Overview of recent HL-2A experiments

Abstract

Since the last Fusion Energy Conference, the HL-2A experiment has made significant progress in the following areas: (i) physics on low-intermediate-high (L-I-H) transition and pedestal dynamics; (ii) magnetohydrodynamic (MHD) and energetic-particle (EP) physics; (iii) interaction between neoclassical tearing modes (NTMs) and non-local transport; (iv) and edge localized mode (ELM) mitigation by supersonic molecular beam injection (SMBI). Two types of limit-cycle-oscillations (LCOs) were observed in the intermediate phase (I-phase), which indicated a second type of predator-prey process between turbulence and pressure gradient in addition to the conventional predator–prey involving zonal flows and turbulence. It was found that a kink-type MHD mode often crashed prior to the I-H transition, which played a crucial role in triggering H-mode by increasing the edge pressure gradient and E × B flow shear and consequently suppressing turbulent transport. It was also found that impurity concentration played an important role in the multi-transitions between ELM-free H-mode and I-phase. Besides, a quasi-coherent mode around 50–100 kHz was found to be associated with pedestal density gradient saturation in ELM-free H-mode.
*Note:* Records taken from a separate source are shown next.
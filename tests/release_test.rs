use std::cell::RefCell;
use std::fs;
use std::path::Path;

use dist_release::config::ReleaseConfig;
use dist_release::executor::CommandRunner;
use dist_release::git::MockRepository;
use dist_release::precondition::Precondition;
use dist_release::release::{Release, ReleaseOptions};
use dist_release::{ReleaseError, Result};
use tempfile::TempDir;

/// Records every command instead of running it; optionally fails on one.
#[derive(Default)]
struct RecordingRunner {
    commands: RefCell<Vec<String>>,
    fail_on: Option<String>,
}

impl RecordingRunner {
    fn failing_on(command: &str) -> Self {
        RecordingRunner {
            commands: RefCell::new(Vec::new()),
            fail_on: Some(command.to_string()),
        }
    }

    fn commands(&self) -> Vec<String> {
        self.commands.borrow().clone()
    }
}

impl CommandRunner for RecordingRunner {
    fn run(&self, command: &str) -> Result<()> {
        self.commands.borrow_mut().push(command.to_string());
        if self.fail_on.as_deref() == Some(command) {
            return Err(ReleaseError::command_failed(command, "exit status: 1"));
        }
        Ok(())
    }
}

// Project with a manifest at 1.2.0, an ignore file and a stale build output
fn setup_project() -> TempDir {
    let dir = TempDir::new().expect("Could not create temp dir");
    fs::write(
        dir.path().join("package.json"),
        r#"{ "name": "demo", "version": "1.2.0" }"#,
    )
    .unwrap();
    fs::write(dir.path().join(".gitignore"), "node_modules\ndist\n").unwrap();
    fs::create_dir(dir.path().join("dist")).unwrap();
    fs::write(dir.path().join("dist/index.js"), "stale").unwrap();
    dir
}

fn run(
    dir: &Path,
    repo: &MockRepository,
    runner: &RecordingRunner,
    dry_run: bool,
) -> Result<dist_release::release::ReleaseReport> {
    let config = ReleaseConfig::default();
    Release::new(&config, repo, runner, dir, ReleaseOptions { dry_run }).run()
}

#[test]
#[cfg(unix)]
fn test_full_release_sequence() {
    let dir = setup_project();
    let repo = MockRepository::on_branch("master").with_tag("v1.1.0");
    let runner = RecordingRunner::default();

    let report = run(dir.path(), &repo, &runner, false).unwrap();

    assert_eq!(
        runner.commands(),
        vec![
            "git checkout 'dist'",
            "git merge 'master'",
            "npm run build",
            "npm run check",
            "npm publish",
            "git add 'dist/'",
            "git commit -m 'Release v1.2.0'",
            "git reset --hard HEAD",
            "git tag 'v1.2.0'",
            "git push 'origin' 'dist:dist' --tags",
            "git checkout 'master'",
        ]
    );
    assert_eq!(report.tag, "v1.2.0");
    assert_eq!(report.release_branch, "master");
    assert!(report.published);
    assert!(report.pushed);
}

#[test]
fn test_release_removes_build_dir_and_strips_ignore_entry() {
    let dir = setup_project();
    let repo = MockRepository::default();
    let runner = RecordingRunner::default();

    run(dir.path(), &repo, &runner, false).unwrap();

    // The recorder never builds nor resets, so both edits stay visible
    assert!(!dir.path().join("dist").exists());
    assert_eq!(
        fs::read_to_string(dir.path().join(".gitignore")).unwrap(),
        "node_modules\n"
    );
}

#[test]
#[cfg(unix)]
fn test_dry_run_skips_publish_and_push() {
    let dir = setup_project();
    let repo = MockRepository::on_branch("feature/docs");
    let runner = RecordingRunner::default();

    let report = run(dir.path(), &repo, &runner, true).unwrap();

    let commands = runner.commands();
    assert!(!commands.contains(&"npm publish".to_string()));
    assert!(!commands.iter().any(|c| c.starts_with("git push")));
    assert!(commands.contains(&"npm run build".to_string()));
    assert!(commands.contains(&"npm run check".to_string()));
    assert!(commands.contains(&"git commit -m 'Release v1.2.0'".to_string()));
    assert!(commands.contains(&"git tag 'v1.2.0'".to_string()));
    assert_eq!(
        commands.last().map(String::as_str),
        Some("git checkout 'feature/docs'")
    );
    assert!(!report.published);
    assert!(!report.pushed);
}

#[test]
fn test_dirty_tree_aborts_before_side_effects() {
    let dir = setup_project();
    let repo = MockRepository::default().dirty();
    let runner = RecordingRunner::default();

    let err = run(dir.path(), &repo, &runner, false).unwrap_err();

    assert!(matches!(
        err,
        ReleaseError::Precondition(Precondition::DirtyWorkingTree)
    ));
    assert!(err.to_string().contains("clean working tree"));
    assert!(runner.commands().is_empty());
    assert!(dir.path().join("dist/index.js").exists());
}

#[test]
fn test_dirty_tree_aborts_in_dry_run() {
    let dir = setup_project();
    let repo = MockRepository::on_branch("develop").dirty();
    let runner = RecordingRunner::default();

    let err = run(dir.path(), &repo, &runner, true).unwrap_err();

    assert!(err.is_precondition());
    assert!(runner.commands().is_empty());
    assert!(dir.path().join("dist").exists());
}

#[test]
fn test_wrong_branch_aborts_before_side_effects() {
    let dir = setup_project();
    let repo = MockRepository::on_branch("develop");
    let runner = RecordingRunner::default();

    let err = run(dir.path(), &repo, &runner, false).unwrap_err();

    assert!(matches!(
        err,
        ReleaseError::Precondition(Precondition::WrongBranch { .. })
    ));
    assert!(runner.commands().is_empty());
    assert!(dir.path().join("dist").exists());
}

#[test]
fn test_duplicate_tag_aborts_before_side_effects() {
    let dir = setup_project();
    let repo = MockRepository::default().with_tag("v1.2.0");
    let runner = RecordingRunner::default();

    let err = run(dir.path(), &repo, &runner, true).unwrap_err();

    assert!(matches!(
        err,
        ReleaseError::Precondition(Precondition::DuplicateTag { .. })
    ));
    assert!(runner.commands().is_empty());
    assert!(dir.path().join("dist").exists());
}

#[test]
#[cfg(unix)]
fn test_failing_command_stops_the_sequence() {
    let dir = setup_project();
    let repo = MockRepository::default();
    let runner = RecordingRunner::failing_on("npm run check");

    let err = run(dir.path(), &repo, &runner, false).unwrap_err();

    assert!(matches!(err, ReleaseError::CommandFailed { .. }));
    assert_eq!(
        runner.commands(),
        vec![
            "git checkout 'dist'",
            "git merge 'master'",
            "npm run build",
            "npm run check",
        ]
    );
    // No compensation: the ignore file was never touched
    assert_eq!(
        fs::read_to_string(dir.path().join(".gitignore")).unwrap(),
        "node_modules\ndist\n"
    );
}

#[test]
#[cfg(unix)]
fn test_failing_add_skips_commit() {
    let dir = setup_project();
    let repo = MockRepository::default();
    let runner = RecordingRunner::failing_on("git add 'dist/'");

    run(dir.path(), &repo, &runner, false).unwrap_err();

    let commands = runner.commands();
    assert_eq!(commands.last().map(String::as_str), Some("git add 'dist/'"));
    assert!(!commands.iter().any(|c| c.starts_with("git commit")));
}

#[test]
fn test_missing_manifest_is_io_error() {
    let dir = setup_project();
    fs::remove_file(dir.path().join("package.json")).unwrap();
    let repo = MockRepository::default();
    let runner = RecordingRunner::default();

    let err = run(dir.path(), &repo, &runner, false).unwrap_err();

    assert!(matches!(err, ReleaseError::Io(_)));
    assert!(runner.commands().is_empty());
}

#[test]
fn test_missing_build_dir_is_fine() {
    let dir = setup_project();
    fs::remove_dir_all(dir.path().join("dist")).unwrap();
    let repo = MockRepository::default();
    let runner = RecordingRunner::default();

    assert!(run(dir.path(), &repo, &runner, false).is_ok());
}

#[test]
fn test_prepare_builds_context() {
    let dir = setup_project();
    let repo = MockRepository::on_branch("master").with_tag("v1.0.0");
    let runner = RecordingRunner::default();
    let config = ReleaseConfig::default();

    let ctx = Release::new(&config, &repo, &runner, dir.path(), ReleaseOptions::default())
        .prepare()
        .unwrap();

    assert_eq!(ctx.version, "1.2.0");
    assert_eq!(ctx.tag, "v1.2.0");
    assert_eq!(ctx.current_branch, "master");
    assert!(ctx.working_tree_clean);
    assert!(!ctx.dry_run);
    assert!(ctx.existing_tags.contains("v1.0.0"));
    assert!(runner.commands().is_empty());
}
For the first time, two types of magnetic activities with n = 0 were observed in the presence of strong tearing modes. Fourier bicoherence analysis suggested that these modes were generated by the nonlinear coupling between Alfvén eigenmodes (AEs) and low-frequency MHD modes. Up- and down-sweeping reverse shear Alfvén eigenmodes (RSAEs) were identified experimentally. The transitions between fishbone and long-lived mode (LLM) were also investigated. The results showed that fishbone could transit from/to LLM and even trigger tearing modes (TMs). For non-local transport, key characteristics of enhanced avalanches in the theory of self-organized criticality (SOC) were identified, including high Hurst exponents and large-scale radial propagation. Experimental results revealed a close correlation between NTMs and non-local transport. In addition, studies on ELM mitigation by SMBI have also progressed substantially.